Organik tarım yapan üreticiler, dövizdeki artıştan olumsuz etkileniyor.


ORGANİĞE TAKVİYE VERİLMEMESİ ÇİFTÇİYİ ÜRETİMDEN KAÇIRIYOR

Salgında organik tarıma ilgi arttı mı?

Tüketicide organik eserlere karşı bir ilgi ve istek artışı var. Bunun ismini bilinçlenme olarak koyabilir miyiz, yoksa besin kimyasallarının yol açtığı besin kaynaklı hastalıkların artık gizlenemeyecek ölçülerde artarak açığa çıkmasıyla oluşan zarurî bir ilgi mi? Lakin organik eser pazarında olumlu bir çıkıştan katiyetle kelam edebiliriz.
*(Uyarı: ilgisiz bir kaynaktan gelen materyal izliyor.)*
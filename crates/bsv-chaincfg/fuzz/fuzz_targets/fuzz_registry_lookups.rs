//! Fuzz test for registry lookups
//!
//! Arbitrary network magics, version bytes and prefixes must be answered
//! without panicking.

#![no_main]

use bsv_chaincfg::{default_registry, BitcoinNet};
use libfuzzer_sys::fuzz_target;

fuzz_target!(|data: &[u8]| {
    if data.len() < 5 {
        return;
    }

    let net = BitcoinNet(u32::from_le_bytes([data[0], data[1], data[2], data[3]]));
    let id = data[4];
    let registry = default_registry();

    let _ = registry.is_pub_key_hash_addr_id(net, id);
    let _ = registry.is_script_hash_addr_id(net, id);
    let _ = registry.hd_private_key_to_public_key_id(&data[5..]);

    if let Ok(candidate) = std::str::from_utf8(&data[5..]) {
        let _ = registry.is_cash_address_prefix(net, candidate);
    }
});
Organik eserler öbür eserlere nazaran niye daha değerli?

Ülkemizde mahallî çeşit tohum kaynağı neredeyse yok denecek kadar kısıtlı. Bu tohum ve fideleri kullanan üreticiler desteklemelerden yararlanamıyor. Organik tarım desteklemelerinde yapılan değişim ve uğranan kayıplar çiftçi için organik üreticiliğe geçişi özendirmekten çıktı, hatta yapanları dahi vazgeçme noktasına getirdi. Organik tarımda ziyanlı uğraşında kullanılabilen sertifikalı, müsaadeli organik ilaçların neredeyse tamamı ithal eserler ve dövizdeki artışlarla bir arada ateş değeri oldu.